Is your business unprotected? “Of course not,” you probably say. But how sure are you? Almost 40% of small companies would likely go out of business if the business owner unexpectedly died, according to a new report, the New York Life Small Business Insurance Gap.
The survey also reveals the average insurance “gap”—the shortfall between a small business’s financial needs and the money it would have available from an owner’s life insurance policy in the event of the owner’s death—is $1.4 million. (See the chart at the end of this post for more details.)
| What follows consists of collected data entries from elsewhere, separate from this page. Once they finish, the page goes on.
// ABOUTME: CLI module for the stencil template renderer
// ABOUTME: Exports command line interface components and main application logic

pub mod app;
pub mod args;
pub mod commands;
pub mod config;

pub use app::App;
pub use args::{Args, Commands};
pub use config::Config;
“These numbers are eye-opening,” says Steve Strauss, USA TODAY senior small business columnist and independent consultant to New York Life. Strauss (full disclosure: Strauss is a friend of mine) says he’s surprised, especially since so many small business owners consider their employees their “business family,” that they’d leave them so vulnerable and unprotected. And it flies in the face of the business owners saying their employees keeping their jobs is the “most important” thing when they were asked about continuation of the business if they died.
Most (72 percent) of the business owners surveyed say they plan to leave their business to their families, and 53 percent name their spouse as the person they’d leave it to. But in many cases, families and spouses, especially if they don’t work at the business, aren’t prepared to successfully carry on the company—and without adequate capital, that becomes nearly an impossible task.
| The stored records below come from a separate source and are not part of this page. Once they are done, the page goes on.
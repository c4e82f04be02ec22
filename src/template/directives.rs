// ABOUTME: Built-in pipeline directives such as upper, round, date, truncate and replace
// ABOUTME: Exposes a static name-to-function table consulted by the pipeline dispatcher

use chrono::{TimeDelta, Utc};
use regex::{Regex, RegexBuilder};

use super::format::{Formatter, MAX_DECIMALS};
use super::path;
use super::scope::Scope;
use super::value::{parse_numeric, Value};

/// What a built-in may look at besides the running value
pub struct DirectiveContext<'a> {
    pub formatter: &'a dyn Formatter,
    pub scope: &'a Scope,
}

/// Built-ins receive the running value and up to three trimmed arguments
pub type BuiltinFn = fn(&DirectiveContext<'_>, Value, &[String]) -> Result<Value, String>;

pub const MAX_ARGUMENTS: usize = 3;

const SECONDS_PER_DAY: f64 = 86_400.0;

pub const BUILTINS: &[(&str, BuiltinFn)] = &[
    ("now", now),
    ("today", today),
    ("date", date),
    ("time", time),
    ("datetime", datetime),
    ("upper", upper),
    ("lower", lower),
    ("title", title),
    ("round", round),
    ("escape", escape),
    ("e", escape),
    ("nl2br", nl2br),
    ("truncate", truncate),
    ("trim", trim),
    ("concat", concat),
    ("replace", replace),
];

/// Look up a built-in by name, ignoring ASCII case
pub fn builtin(name: &str) -> Option<BuiltinFn> {
    BUILTINS
        .iter()
        .find(|(builtin, _)| builtin.eq_ignore_ascii_case(name))
        .map(|(_, function)| *function)
}

/// The text inside a `"..."` or `'...'` literal. The quote character may not
/// appear inside, so `'a', 'b'` is not one literal.
pub fn unquote(arg: &str) -> Option<&str> {
    let quote = arg.chars().next().filter(|c| *c == '"' || *c == '\'')?;
    if arg.len() < 2 || !arg.ends_with(quote) {
        return None;
    }
    let inner = &arg[1..arg.len() - 1];
    (!inner.contains(quote)).then_some(inner)
}

fn literal_or_raw(arg: &str) -> &str {
    unquote(arg).unwrap_or(arg)
}

fn arg(args: &[String], index: usize) -> Option<&str> {
    args.get(index)
        .map(|arg| arg.as_str())
        .filter(|arg| !arg.is_empty())
}

fn number_arg(args: &[String], index: usize, name: &str) -> Result<Option<f64>, String> {
    match arg(args, index) {
        None => Ok(None),
        Some(raw) => parse_numeric(literal_or_raw(raw))
            .map(Some)
            .ok_or_else(|| format!("{} must be numeric, got '{}'", name, raw)),
    }
}

fn count_arg(args: &[String], index: usize, name: &str, default: usize) -> Result<usize, String> {
    match number_arg(args, index, name)? {
        Some(n) if n >= 0.0 => Ok(n as usize),
        Some(n) => Err(format!("{} must not be negative, got {}", name, n)),
        None => Ok(default),
    }
}

/// Timestamp of a date-like value: a number or a parseable date string
/// containing at least one digit
fn timestamp_of(ctx: &DirectiveContext<'_>, value: &Value) -> Option<i64> {
    let text = value.to_text();
    if !text.bytes().any(|b| b.is_ascii_digit()) {
        return None;
    }
    match parse_numeric(&text) {
        Some(number) => Some(number as i64),
        None => ctx.formatter.parse_timestamp(&text),
    }
}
How Valuable Are You Anyway?
The survey asked small business owners about the value they provide to their businesses in terms of hours worked, responsibilities and the direct impact they have on sales. Their answers show it would take three trained, full-time employees to replace one owner who had unexpectedly died. Plus, company revenues would decline 34 percent.
The business owners surveyed are no slackers, either. Most (77 percent) plan to work until they’re at least 65 years old or longer, and 35 percent say they will never stop being involved in their business. Some 79 percent are responsible for generating revenue, and more than 40 percent work longer than the typical full-time workweek.
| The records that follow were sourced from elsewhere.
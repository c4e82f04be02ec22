// ABOUTME: Dotted path resolution against a scope
// ABOUTME: Walks model attributes, record keys and sequence indexes, yielding Null on any miss

use super::scope::Scope;
use super::value::Value;

/// Resolve `a.b.c` against the scope.
///
/// A binding whose key is the whole dotted path wins. Otherwise the root
/// segment is looked up (exact, then case-insensitive) and each following
/// segment is read from the current model, record or sequence. Missing
/// pieces resolve to [`Value::Null`] rather than failing.
pub fn resolve(path: &str, scope: &Scope) -> Value {
    let path = path.trim();
    if let Some(value) = scope.get(path) {
        return value.clone();
    }

    let mut segments = path.split('.');
    let root = match segments.next().and_then(|name| scope.get_ignore_case(name)) {
        Some(value) if value.is_collection() => value.clone(),
        _ => return Value::Null,
    };

    segments.try_fold(root, |current, segment| step(&current, segment.trim())).unwrap_or_default()
}

/// Read one segment from a value
pub fn step(current: &Value, segment: &str) -> Option<Value> {
    if segment.is_empty() {
        return None;
    }
    match current {
        Value::Model(model) => model.attribute(segment),
        Value::Record(map) => map.get(segment).cloned(),
        Value::Sequence(items) => segment
            .parse::<usize>()
            .ok()
            .and_then(|index| items.get(index))
            .cloned(),
        _ => None,
    }
}

/// True for `name.attr` style tokens made of word characters
pub fn is_dotted_path(text: &str) -> bool {
    text.contains('.')
        && !text.starts_with(|c: char| c.is_ascii_digit())
        && text
            .split('.')
            .all(|segment| !segment.is_empty() && segment.chars().all(is_word_char))
}

pub fn is_word_char(c: char) -> bool {
    c.is_alphanumeric() || c == '_'
}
If you don’t want your business to be left unprotected, Strauss suggests three possible solutions.
- Make sure you have enough personal life insurance so your family is not left without funds if you die. Many desperate spouses have had to hold “fire sales,” selling businesses for less than their value, because they’re left without the resources to continue the business until a good deal can be negotiated.
- If your business is a partnership, each partner could buy a life insurance policy on the other one’s life. In the event of one’s death, the surviving partner can use the proceeds of that policy to buy out the deceased’s family and become the sole owner of the business.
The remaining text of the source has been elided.